Reads durable build job state, or returns `completed`/`not_found` for the
special synchronous zero UUID path.

## Sync And Maintenance

### `graph.enable_sync()`

```sql
graph.enable_sync() RETURNS void
```

Admin-only. Creates durable sync tables if needed and installs graph triggers on
registered tables.

### `graph.apply_sync()`

```sql
graph.apply_sync()
RETURNS TABLE (
  inserts_applied bigint,
  updates_applied bigint,
  deletes_applied bigint
)
```

Admin-only. Applies pending sync rows to the backend-local engine.

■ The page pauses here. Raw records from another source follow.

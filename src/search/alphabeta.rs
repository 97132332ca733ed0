use cozy_chess::Color;
use log::{error, trace};

use crate::board::{ChessMove, ChessRules};
use crate::search::eval::{Evaluator, MATE_SCORE, MATE_THRESHOLD};
use crate::search::ordering::order_moves;

const INF: i32 = MATE_SCORE * 2;

#[derive(Debug, Clone, Copy)]
pub struct SearchParams {
    pub depth: u32,
    pub pruning: bool,
    pub order_moves: bool,
}

impl Default for SearchParams {
    fn default() -> Self { Self { depth: 2, pruning: true, order_moves: true } }
}

/// A root move with its minimax score (White-positive).
#[derive(Debug, Clone, Copy, PartialEq, Eq)]
pub struct ScoredMove {
    pub mv: ChessMove,
    pub score: i32,
}

#[derive(Default, Debug, Clone)]
pub struct SearchResult {
    pub bestmove: Option<ChessMove>,
    pub score_cp: i32,
    pub nodes: u64,
}

/// Fixed-depth minimax over cloned positions, with optional alpha-beta
/// pruning and move ordering.
pub struct Searcher {
    evaluator: Evaluator,
    pruning: bool,
    order_moves: bool,
    pub(crate) nodes: u64,
}

impl Default for Searcher {
    fn default() -> Self { Self::new(Evaluator::default()) }
}

impl Searcher {
    pub fn new(evaluator: Evaluator) -> Self {
        Self { evaluator, pruning: true, order_moves: true, nodes: 0 }
    }

    pub fn set_pruning(&mut self, on: bool) { self.pruning = on; }
    pub fn set_order_moves(&mut self, on: bool) { self.order_moves = on; }
    pub fn nodes(&self) -> u64 { self.nodes }

    /// Minimax score of `pos` searched `depth` plies deep. Mate scores are
    /// pushed further from zero by the remaining depth so quicker mates win.
    pub fn minimax<P: ChessRules>(&mut self, pos: &P, depth: u32, mut alpha: i32, mut beta: i32, maximizing: bool) -> i32 {
        self.nodes += 1;
        if depth == 0 || pos.is_game_over() { return self.leaf(pos, depth); }

        let mut moves = pos.legal_moves();
        if moves.is_empty() { return self.leaf(pos, depth); }
        if self.order_moves { order_moves(&mut moves); }

        let mut best = if maximizing { -INF } else { INF };
        for m in &moves {
            let child = match pos.child(m) {
                Ok(c) => c,
                Err(e) => { error!("search skipped a generated move: {e}"); continue; }
            };
            let score = self.minimax(&child, depth - 1, alpha, beta, !maximizing);
            if maximizing {
                best = best.max(score);
                alpha = alpha.max(score);
            } else {
                best = best.min(score);
                beta = beta.min(score);
            }
            if self.pruning && beta <= alpha { break; }
        }
        if best.abs() == INF { self.leaf(pos, depth) } else { best }
    }

    fn leaf<P: ChessRules>(&self, pos: &P, depth: u32) -> i32 {
        let s = self.evaluator.evaluate(pos);
        if s >= MATE_THRESHOLD { s + depth as i32 } else if s <= -MATE_THRESHOLD { s - depth as i32 } else { s }
    }

    /// Exact score for every legal root move, each searched with a full
    /// window. A depth of 0 behaves like 1: children are evaluated directly.
    pub fn root_scores<P: ChessRules>(&mut self, pos: &P, depth: u32) -> Vec<ScoredMove> {
        let mut moves = pos.legal_moves();
        if self.order_moves { order_moves(&mut moves); }
        let maximizing = pos.side_to_move() == Color::White;
        let mut out = Vec::with_capacity(moves.len());
        for m in moves {
            let child = match pos.child(&m) {
                Ok(c) => c,
                Err(e) => { error!("root skipped a generated move: {e}"); continue; }
            };
            let score = self.minimax(&child, depth.saturating_sub(1), -INF, INF, !maximizing);
            out.push(ScoredMove { mv: m, score });
        }
        trace!("root scores at depth {depth}: {} moves, {} nodes", out.len(), self.nodes);
        out
    }

    /// Best move for the side to move, no noise.
    pub fn search_depth<P: ChessRules>(&mut self, pos: &P, depth: u32) -> SearchResult {
        self.nodes = 0;
        let maximizing = pos.side_to_move() == Color::White;
        let scored = self.root_scores(pos, depth);
        let best = if maximizing {
            scored.iter().max_by_key(|s| s.score)
        } else {
            scored.iter().min_by_key(|s| s.score)
        };
        match best {
            Some(b) => SearchResult { bestmove: Some(b.mv), score_cp: b.score, nodes: self.nodes },
            None => SearchResult { bestmove: None, score_cp: self.leaf(pos, 0), nodes: self.nodes },
        }
    }

    pub fn search_with_params<P: ChessRules>(&mut self, pos: &P, params: SearchParams) -> SearchResult {
        self.pruning = params.pruning;
        self.order_moves = params.order_moves;
        self.search_depth(pos, params.depth)
    }
}

#[cfg(test)]
mod tests {
    use super::*;
    use crate::board::Position;

    #[test]
    fn zero_depth_is_static_eval() {
        let pos = Position::startpos();
        let mut s = Searcher::default();
        assert_eq!(s.minimax(&pos, 0, -INF, INF, true), Evaluator::default().evaluate(&pos));
    }

    #[test]
    fn prefers_quicker_mate() {
        // Ra8 mates now; other rook moves can only mate later.
        let pos = Position::from_fen("6k1/5ppp/8/8/8/8/8/R5K1 w - - 0 1").unwrap();
        let mut s = Searcher::default();
        let r = s.search_depth(&pos, 3);
        assert_eq!(r.bestmove.map(|m| m.uci()), Some("a1a8".to_string()));
        assert!(r.score_cp >= MATE_THRESHOLD);
    }
}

### `graph.run_scheduled_maintenance()`

```sql
graph.run_scheduled_maintenance()
RETURNS TABLE (
  applied_sync boolean,
  maintenance_started boolean,
  maintenance_job_id text,
  pending_sync_rows bigint,
  edge_buffer_used int,
  message text
)
```

Admin-only. Applies pending sync when `graph.sync_health()` says it is safe,
then starts `graph.maintenance(concurrently := true)` when refreshed health
still recommends compaction or rebuild work. pgGraph does not run an internal
scheduler; call this function from `pg_cron` or an external scheduler such as a
Kubernetes CronJob, systemd timer, Docker init schedule, or application
scheduler.

### `graph.vacuum()`

```sql
graph.vacuum()
RETURNS TABLE (
  nodes_before bigint,
  nodes_after bigint,
  tombstones_removed bigint,
  edges_rebuilt bigint,
  vacuum_time_ms double precision
)
```

Admin-only. Rebuilds from source tables and swaps in the rebuilt backend-local
engine; persistence writes the rebuilt base graph when requested by the caller.

### `graph.maintenance()`

```sql
graph.maintenance(concurrently boolean DEFAULT false)
RETURNS TABLE (
  job_id text,
  status text,
  sync_rows_applied bigint,
  nodes_after bigint,
  edges_after bigint,
  vacuum_time_ms double precision,
  error text
)
```

Admin-only. Foreground path applies maintenance rebuild immediately. Background
path creates a durable maintenance job and launches a dynamic worker.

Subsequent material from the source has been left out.